## [Source material]
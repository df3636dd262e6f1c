//! DBSCAN over a small 2-D dataset, run in the background with a progress stream.
//!
//! Pass a file of whitespace-separated integer points to cluster it instead:
//!
//! ```text
//! cargo run --example clustering -- points.txt 5000 4 quadtree
//! ```

use dbscan_index::{DbscanParams, IndexKind, PointSet, RunStatus, Session, Stage, Strategy, NOISE};

fn main() -> dbscan_index::Result<()> {
    env_logger::init();

    let args: Vec<String> = std::env::args().skip(1).collect();
    let points = match args.first() {
        Some(path) => dbscan_index::load_points_file(path)?,
        None => PointSet::from_coords(vec![
            // Cluster A (near origin)
            vec![0, 0],
            vec![1, 2],
            vec![2, 1],
            vec![-1, 1],
            // Cluster B (near (50, 50))
            vec![50, 50],
            vec![51, 49],
            vec![49, 51],
            vec![52, 52],
            // Cluster C (near (100, 0))
            vec![100, 0],
            vec![101, 1],
            vec![99, -1],
            vec![102, 2],
            // Outlier
            vec![300, 300],
        ])?,
    };
    let epsilon: i64 = args.get(1).and_then(|s| s.parse().ok()).unwrap_or(3);
    let min_pts: i64 = args.get(2).and_then(|s| s.parse().ok()).unwrap_or(2);
    let strategy: Strategy = match args.get(3) {
        Some(s) => s.parse()?,
        None => Strategy::KdTree,
    };

    let session = Session::new(points, DbscanParams::new(epsilon, min_pts)?);
    for kind in [IndexKind::QuadTreeArbitrary, IndexKind::QuadTreeBalanced, IndexKind::QuadTreeZOrder] {
        if let Ok(shape) = session.index_shape(kind) {
            println!("{kind:?}: max depth {}, avg depth {:.3}", shape.max_depth, shape.avg_depth);
        }
    }

    let handle = session.spawn_pipeline(strategy)?;
    let mut last = None;
    for p in handle.progress().iter() {
        let pct = p.percent();
        if last != Some((p.stage, pct)) {
            let stage = match p.stage {
                Stage::Neighbors => "neighbors",
                Stage::Clustering => "clustering",
            };
            println!("{stage:>10}: {pct:3}%");
            last = Some((p.stage, pct));
        }
    }

    let RunStatus::Completed(partition) = handle.join()? else {
        println!("cancelled");
        return Ok(());
    };

    println!(
        "\n=== DBSCAN (eps={epsilon}, min_pts={min_pts}, {strategy}) ===\n{} clusters, {} noise",
        partition.n_clusters(),
        partition.noise().len()
    );
    let points = session.points();
    for (i, label) in partition.labels(points.len()).into_iter().enumerate().take(40) {
        let label = label.unwrap_or(NOISE);
        let tag = if label == NOISE {
            "NOISE".to_string()
        } else {
            format!("cluster {}", label)
        };
        println!("  point {:2} {:?} => {}", i, points.coords(dbscan_index::PointId(i)), tag);
    }
    Ok(())
}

## [About this task]
Exactly as written, give again every line from the one containing "last = Some((p.stage, pct));" through the last line of the material above, and no other lines.

## [Answer space]
            last = Some((p.stage, pct));
        }
    }

    let RunStatus::Completed(partition) = handle.join()? else {
        println!("cancelled");
        return Ok(());
    };

    println!(
        "\n=== DBSCAN (eps={epsilon}, min_pts={min_pts}, {strategy}) ===\n{} clusters, {} noise",
        partition.n_clusters(),
        partition.noise().len()
    );
    let points = session.points();
    for (i, label) in partition.labels(points.len()).into_iter().enumerate().take(40) {
        let label = label.unwrap_or(NOISE);
        let tag = if label == NOISE {
            "NOISE".to_string()
        } else {
            format!("cluster {}", label)
        };
        println!("  point {:2} {:?} => {}", i, points.coords(dbscan_index::PointId(i)), tag);
    }
    Ok(())
}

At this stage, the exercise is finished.